◆ About this task
Copy all lines below containing "barcodes".

◆ Saved entries

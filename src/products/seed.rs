//! Bundled table of known products.

use std::collections::BTreeSet;

use super::types::{NutritionalInfo, ProductRecord};

struct Seed {
  barcode: &'static str,
  name: &'static str,
  brand: &'static str,
  category: &'static str,
  subcategory: &'static str,
  supplier: &'static str,
  container_type: &'static str,
  weight_per_container: f64,
  cost_per_unit: f64,
  is_dry_good: bool,
  density_lbs_per_cup: Option<f64>,
  allergens: &'static [&'static str],
  nutrition: Option<(f64, f64, f64, f64, f64, f64, &'static str)>,
}

const SEEDS: &[Seed] = &[
  Seed {
    barcode: "123456789012",
    name: "All-Purpose Flour",
    brand: "King Arthur",
    category: "Baking",
    subcategory: "Flour",
    supplier: "Sysco",
    container_type: "Bag",
    weight_per_container: 50.0,
    cost_per_unit: 0.42,
    is_dry_good: true,
    density_lbs_per_cup: Some(0.275),
    allergens: &["wheat"],
    nutrition: Some((110.0, 3.0, 23.0, 0.0, 1.0, 0.0, "1/4 cup (30g)")),
  },
  Seed {
    barcode: "234567890123",
    name: "Granulated Sugar",
    brand: "Domino",
    category: "Baking",
    subcategory: "Sweeteners",
    supplier: "Sysco",
    container_type: "Bag",
    weight_per_container: 25.0,
    cost_per_unit: 0.68,
    is_dry_good: true,
    density_lbs_per_cup: Some(0.441),
    allergens: &[],
    nutrition: Some((15.0, 0.0, 4.0, 0.0, 0.0, 0.0, "1 tsp (4g)")),
  },
  Seed {
    barcode: "345678901234",
    name: "Kosher Salt",
    brand: "Diamond Crystal",
    category: "Spices",
    subcategory: "Salt",
    supplier: "US Foods",
    container_type: "Box",
    weight_per_container: 3.0,
    cost_per_unit: 1.15,
    is_dry_good: true,
    density_lbs_per_cup: Some(0.298),
    allergens: &[],
    nutrition: None,
  },
  Seed {
    barcode: "456789012345",
    name: "Extra Virgin Olive Oil",
    brand: "Colavita",
    category: "Oils",
    subcategory: "Olive Oil",
    supplier: "Restaurant Depot",
    container_type: "Tin",
    weight_per_container: 6.6,
    cost_per_unit: 5.9,
    is_dry_good: false,
    density_lbs_per_cup: Some(0.476),
    allergens: &[],
    nutrition: Some((120.0, 0.0, 0.0, 14.0, 0.0, 0.0, "1 tbsp (15ml)")),
  },
  Seed {
    barcode: "567890123456",
    name: "Long Grain White Rice",
    brand: "Mahatma",
    category: "Grains",
    subcategory: "Rice",
    supplier: "US Foods",
    container_type: "Bag",
    weight_per_container: 25.0,
    cost_per_unit: 0.89,
    is_dry_good: true,
    density_lbs_per_cup: Some(0.408),
    allergens: &[],
    nutrition: Some((160.0, 3.0, 36.0, 0.0, 0.0, 0.0, "1/4 cup (45g)")),
  },
  Seed {
    barcode: "678901234567",
    name: "Unsalted Butter",
    brand: "Land O Lakes",
    category: "Dairy",
    subcategory: "Butter",
    supplier: "Sysco",
    container_type: "Case",
    weight_per_container: 36.0,
    cost_per_unit: 3.75,
    is_dry_good: false,
    density_lbs_per_cup: Some(0.5),
    allergens: &["milk"],
    nutrition: Some((100.0, 0.0, 0.0, 11.0, 0.0, 0.0, "1 tbsp (14g)")),
  },
  Seed {
    barcode: "789012345678",
    name: "Whole Peeled Tomatoes",
    brand: "Cento",
    category: "Canned Goods",
    subcategory: "Tomatoes",
    supplier: "Restaurant Depot",
    container_type: "Can",
    weight_per_container: 6.6,
    cost_per_unit: 0.95,
    is_dry_good: false,
    density_lbs_per_cup: None,
    allergens: &[],
    nutrition: Some((20.0, 1.0, 4.0, 0.0, 1.0, 135.0, "1/2 cup (121g)")),
  },
  Seed {
    barcode: "890123456789",
    name: "Low Sodium Chicken Broth",
    brand: "Swanson",
    category: "Canned Goods",
    subcategory: "Broth",
    supplier: "Sysco",
    container_type: "Carton",
    weight_per_container: 2.0,
    cost_per_unit: 1.6,
    is_dry_good: false,
    density_lbs_per_cup: Some(0.53),
    allergens: &[],
    nutrition: Some((10.0, 1.0, 1.0, 0.0, 0.0, 140.0, "1 cup (240ml)")),
  },
];

/// Products every installation knows without a network lookup.
pub fn seed_products() -> Vec<ProductRecord> {
  SEEDS.iter().map(Seed::to_record).collect()
}

impl Seed {
  fn to_record(&self) -> ProductRecord {
    let allergens: BTreeSet<String> = self.allergens.iter().map(|a| a.to_string()).collect();

    ProductRecord {
      barcode: self.barcode.to_string(),
      name: self.name.to_string(),
      brand: self.brand.to_string(),
      category: self.category.to_string(),
      subcategory: self.subcategory.to_string(),
      supplier: self.supplier.to_string(),
      container_type: self.container_type.to_string(),
      weight_per_container: self.weight_per_container,
      cost_per_unit: self.cost_per_unit,
      is_dry_good: self.is_dry_good,
      density_lbs_per_cup: self.density_lbs_per_cup,
      ingredients: None,
      allergens: (!allergens.is_empty()).then_some(allergens),
      nutritional_info: self.nutrition.map(
        |(calories, protein, carbohydrates, fat, fiber, sodium, serving_size)| NutritionalInfo {
          calories,
          protein,
          carbohydrates,
          fat,
          fiber,
          sodium,
          serving_size: serving_size.to_string(),
        },
      ),
    }
  }
}

#[cfg(test)]
mod tests {
  use super::*;
  use crate::products::types::is_valid_barcode;
  use std::collections::HashSet;

  #[test]
  fn test_seeds_are_unique_and_valid() {
    let products = seed_products();
    let barcodes: HashSet<_> = products.iter().map(|p| p.barcode.as_str()).collect();
    assert_eq!(barcodes.len(), products.len());

    for product in &products {
      assert!(is_valid_barcode(&product.barcode), "{}", product.barcode);
      assert!(product.weight_per_container > 0.0);
      assert!(product.cost_per_unit >= 0.0);
    }
    assert!(barcodes.contains("123456789012"));
  }
}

◆ Written response
    let barcodes: HashSet<_> = products.iter().map(|p| p.barcode.as_str()).collect();
    assert_eq!(barcodes.len(), products.len());
    assert!(barcodes.contains("123456789012"));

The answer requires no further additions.